Where’s the Harm: How Privacy Considerations Should Influence the Standing Inquiry in Telephone Consumer Protection Act Claims

Photo by Y W on Flickr

Nathaniel Kinman, Associate Member, University of Cincinnati Law Review

I. Introduction

Consider the following scenario: You are midway through a busy workday, prioritizing client and job-related calls while similarly dealing with obligatory family matters. After a lengthy, contentious conference call, you realize you have an unread voicemail from an unknown number. You do not recall hearing your cell phone ring, and uneasiness comes over you as you contemplate the potential substance of the voicemail. Is your child sick at school?  Perhaps a client called with an urgent matter. Rather than proceed through your workday, you press play and put your ear to the phone. Worry turns sharply to anger when you realize it is an automated robocall proclaiming your vehicle’s warranty expired and immediate action is needed. You end up searching the unknown number and trying to figure out how your personal cell phone number ended up on a telemarketer’s list.

Sound familiar? Like most Americans, unwanted telemarketing/robocalls likely represent a seemingly unavoidable, common occurrence.[1] Fortunately, through the Telephone Consumer Protection Act (TCPA), Congress expressly prohibited and made it unlawful for persons “to make any call . . . using any automatic telephone dialing system or an artificial or prerecorded voice.”[2] Though subject to exceptions, the TCPA reflected a concern for the intrusive nature of soliciting phone calls and their impact on an individual’s privacy within the home.[3] However, as courts attempt to interpret the TCPA commensurate with changing technology, they diverge on what constitutes sufficient standing to bring a claim.[4]

Accordingly, this article examines whether the receipt of a ringless voicemail[5] sufficiently confers Article III standing for the purposes of bringing a TCPA violation claim. Part II discusses the evolution of standing under the TCPA as well as the current split of authority relating to whether ringless voicemails present concrete harm. Next, this article argues that privacy concerns inherent to the TCPA favor a more inclusive interpretation of concrete harm to confer the standing necessary to bring a TCPA claim. Lastly, this article summarizes the varying authorities and suggests courts should consider consumers’ privacy expectations that relate to the unique nature of modern cell phones.

II. Background

To more inclusively discuss standing issues related to the TCPA, this section first gives a brief overview of the role standing plays in ensuring a court has jurisdiction to rule on the merits of a claim. Next, this section evaluates how several courts have addressed the sufficiency standing as it relates to TCPA violation claims, thus informing the current split of authority regarding ringless voicemails.

A. Basic Standing

Article III of the United States Constitution limits federal judiciary power to cases and controversies,[6] and the doctrine of standing refers to the mechanism by which the court identifies issues that are justiciable and therefore “appropriately resolved through the judicial process.”[7] Article III standing, at a minimum, thus requires the satisfaction of the following three elements: “The plaintiff must have (1) suffered an injury in fact, (2) that is fairly traceable to the challenged conduct of the defendant, and (3) that is likely to be redressed by a favorable judicial decision.”[8]

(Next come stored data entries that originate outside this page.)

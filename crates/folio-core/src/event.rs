#![forbid(unsafe_code)]

//! Canonical page events.
//!
//! The host translates browser input (DOM events, observer callbacks, the
//! window `load` signal) into these types and pushes them into the runtime.
//! All events derive `Clone` and `PartialEq` for use in tests and replays.
//!
//! # Design Notes
//!
//! - Clicks carry the target plus its ancestor path so "inside/outside"
//!   checks need no DOM access.
//! - Scroll offsets and viewport sizes are CSS pixels.
//! - `KeyEventKind` defaults to `Press`.

use bitflags::bitflags;

use crate::document::ElementId;

/// Canonical page event.
#[derive(Debug, Clone, PartialEq)]
pub enum Event {
    /// A keyboard event.
    Key(KeyEvent),
    /// A click, with the target's ancestor path.
    Click(ClickEvent),
    /// The window scrolled to vertical offset `y`.
    Scroll { y: u32 },
    /// The viewport was resized.
    Resize { width: u32, height: u32 },
    /// An observed element's visible ratio changed.
    Intersection(IntersectionEntry),
    /// A form was submitted.
    Submit(FormData),
    /// The window `load` signal.
    Loaded,
    /// The page is being torn down.
    Unload,
    /// A frame tick from the host.
    Tick,
}

/// A `keydown`/`keyup` on the document.
#[derive(Debug, Clone, Copy, PartialEq, Eq)]
pub struct KeyEvent {
    pub code: KeyCode,
    pub modifiers: Modifiers,
    pub kind: KeyEventKind,
    /// The focused element accepts text (`input`, `textarea`).
    pub editable_target: bool,
}

impl KeyEvent {
    /// A bare press, outside any text field.
    #[must_use]
    pub const fn new(code: KeyCode) -> Self {
        Self {
            code,
            modifiers: Modifiers::NONE,
            kind: KeyEventKind::Press,
            editable_target: false,
        }
    }

    #[must_use]
    pub const fn with_modifiers(self, modifiers: Modifiers) -> Self {
        Self { modifiers, ..self }
    }

    #[must_use]
    pub const fn with_kind(self, kind: KeyEventKind) -> Self {
        Self { kind, ..self }
    }

    #[must_use]
    pub const fn in_editable(self, editable_target: bool) -> Self {
        Self {
            editable_target,
            ..self
        }
    }

    #[must_use]
    pub fn is_char(&self, c: char) -> bool {
        self.code == KeyCode::Char(c)
    }

    /// `t` and `T` both match `'t'`.
    #[must_use]
    pub fn is_char_ignore_case(&self, c: char) -> bool {
        matches!(self.code, KeyCode::Char(typed) if typed.eq_ignore_ascii_case(&c))
    }

    #[must_use]
    pub const fn ctrl(&self) -> bool {
        self.modifiers.contains(Modifiers::CTRL)
    }

    #[must_use]
    pub const fn alt(&self) -> bool {
        self.modifiers.contains(Modifiers::ALT)
    }

    #[must_use]
    pub const fn shift(&self) -> bool {
        self.modifiers.contains(Modifiers::SHIFT)
    }
}

/// The keys the page reacts to, plus enough neighbours to describe what it
/// ignores.
#[derive(Debug, Clone, Copy, PartialEq, Eq, Hash)]
pub enum KeyCode {
    /// A printable key.
    Char(char),
    Enter,
    Escape,
    Backspace,
    Tab,
    Home,
    End,
    PageUp,
    PageDown,
    Up,
    Down,
    Left,
    Right,
}

#[derive(Debug, Clone, Copy, PartialEq, Eq, Hash, Default)]
pub enum KeyEventKind {
    /// `keydown`.
    #[default]
    Press,
    /// `keydown` with `repeat` set.
    Repeat,
    /// `keyup`.
    Release,
}

bitflags! {
    /// `shiftKey`, `altKey`, `ctrlKey` and `metaKey` as flags.
    #[derive(Debug, Clone, Copy, PartialEq, Eq, Hash)]
    pub struct Modifiers: u8 {
        const NONE  = 0;
        const SHIFT = 1;
        const ALT   = 1 << 1;
        const CTRL  = 1 << 2;
        const META  = 1 << 3;
    }
}

impl Default for Modifiers {
    fn default() -> Self {
        Self::empty()
    }
}

/// A click on an element.
#[derive(Debug, Clone, PartialEq, Eq)]
pub struct ClickEvent {
    /// The innermost element that received the click.
    pub target: ElementId,
    /// Ancestors of the target, innermost first. Does not include `target`.
    pub ancestors: Vec<ElementId>,
}

impl ClickEvent {
    /// Click on an element with no known ancestors.
    #[must_use]
    pub fn on(target: impl Into<ElementId>) -> Self {
        Self {
            target: target.into(),
            ancestors: Vec::new(),
        }
    }

    /// Add an ancestor (call innermost first).
    #[must_use]
    pub fn within(mut self, ancestor: impl Into<ElementId>) -> Self {
        self.ancestors.push(ancestor.into());
        self
    }

    /// Whether the click landed on `id` or one of its descendants.
    #[must_use]
    pub fn hits(&self, id: &ElementId) -> bool {
        &self.target == id || self.ancestors.iter().any(|a| a == id)
    }

    /// Target followed by its ancestors, innermost first.
    pub fn path(&self) -> impl Iterator<Item = &ElementId> {
        std::iter::once(&self.target).chain(self.ancestors.iter())
    }
}

/// One intersection-observer record.
#[derive(Debug, Clone, PartialEq)]
pub struct IntersectionEntry {
    /// The observed element.
    pub target: ElementId,
    /// Fraction of the element inside the (margin-adjusted) viewport, in [0, 1].
    pub ratio: f32,
}

impl IntersectionEntry {
    /// Create an entry, clamping `ratio` into [0, 1] (NaN becomes 0).
    #[must_use]
    pub fn new(target: impl Into<ElementId>, ratio: f32) -> Self {
        let ratio = if ratio.is_nan() {
            0.0
        } else {
            ratio.clamp(0.0, 1.0)
        };
        Self {
            target: target.into(),
            ratio,
        }
    }

    /// Whether any part of the element is inside the viewport.
    #[must_use]
    pub fn is_intersecting(&self) -> bool {
        self.ratio > 0.0
    }
}

/// Named fields of a submitted form, in document order.
#[derive(Debug, Clone, PartialEq, Eq, Default)]
pub struct FormData {
    /// The submitted form element.
    pub form: ElementId,
    fields: Vec<(String, String)>,
}

impl FormData {
    /// Empty submission for `form`.
    #[must_use]
    pub fn new(form: impl Into<ElementId>) -> Self {
        Self {
            form: form.into(),
            fields: Vec::new(),
        }
    }

    /// Append a field.
    #[must_use]
    pub fn field(mut self, name: impl Into<String>, value: impl Into<String>) -> Self {
        self.fields.push((name.into(), value.into()));
        self
    }

    /// Value of the first field named `name`.
    #[must_use]
    pub fn get(&self, name: &str) -> Option<&str> {
        self.fields
            .iter()
            .find(|(n, _)| n == name)
            .map(|(_, v)| v.as_str())
    }

    /// Iterate `(name, value)` pairs.
    pub fn iter(&self) -> impl Iterator<Item = (&str, &str)> {
        self.fields.iter().map(|(n, v)| (n.as_str(), v.as_str()))
    }

    /// Number of fields.
    #[must_use]
    pub fn len(&self) -> usize {
        self.fields.len()
    }

    /// Whether no fields were submitted.
    #[must_use]
    pub fn is_empty(&self) -> bool {
        self.fields.is_empty()
    }
}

Courts have noted that the injury-in-fact consideration is the principal element to the Article III standing inquiry.[9] Such an injury must be “concrete and particularized.”[10] Additionally, the injury must be identifiable “as opposed to being hypothetical or speculative.”[11] For the purposes of the TCPA, the question then becomes whether receipt of a single ringless voicemail musters up enough of an identifiable, concrete injury to sufficiently confer Article III standing, providing the court with proper authority to hear the matter.

B. Competing Standards of TCPA Standing

1. Eleventh Circuit

In 2019, the Eleventh Circuit considered whether the receipt of a single unsolicited text message constituted sufficient concrete harm to confer standing under the TCPA.[12] There, the plaintiff alleged that receiving the text message wasted his time and made his cell phone unavailable for other legitimate purposes in addition to invading his privacy.[13] Considering its prior precedent, the court compared the allegations to a similarly situated plaintiff that successfully established standing by alleging his receipt of a junk fax took up valuable time his fax machine could otherwise be receiving business-related messages.[14]

The court inevitably found the receipt of a text message to be distinct from the unavailability of receiving an unwanted junk fax.[15] Unlike a fax machine, the court reasoned that receiving a text message does not entirely limit a cell phone’s function and does not procure the same degree of harm.[16] Regarding the plaintiff’s privacy, the court concluded that broad freedom from robocalls was not the privacy interest contemplated by Congress when it enacted the TCPA.[17] Because Congress was concerned with privacy in one’s home, the court found that a cell phone’s mobility and ability to silence presented a lower degree of harm to a plaintiff than that of a home phone, which was insufficient to form an injury-in-fact under the TCPA.[18]

2. District Court for the Northern District of Ohio

Regarding whether the receipt of a single ringless voicemail constituted sufficient harm to confer Article III standing under the TCPA, the Court for the Northern District of Ohio found that merely reviewing a transcribed ringless voicemail, without more, did not give rise to proper standing.[19] The court’s conclusion rested on the specific allegations of harm, that amounted to nothing more than the time it took the plaintiff to read the transcribed voicemail.[20] While the court noted that receipt of a ringless voicemail posed similar injuries to the receipt of a single unwanted text message, the court did not discuss how invasion of the plaintiff’s privacy interest played into the injury-in-fact equation.[21] In short, the plaintiff’s time wasted reading the transcription was insufficient harm to form adequate standing under the TCPA.[22]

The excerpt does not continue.